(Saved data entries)
= = = = =

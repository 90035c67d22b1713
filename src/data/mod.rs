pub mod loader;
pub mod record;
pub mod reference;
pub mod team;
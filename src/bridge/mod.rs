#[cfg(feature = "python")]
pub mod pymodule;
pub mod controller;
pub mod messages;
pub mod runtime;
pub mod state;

= = = = =

Return the data in full, with each line kept exactly as it is.

◆ YOUR RESPONSE
repository 90035c67d22b1713
filename src/data/mod.rs
pub mod loader;
pub mod record;
pub mod reference;
pub mod team;
filename src/bridge/mod.rs
#[cfg(feature = "python")]
pub mod pymodule;
pub mod controller;
pub mod messages;
pub mod runtime;
pub mod state;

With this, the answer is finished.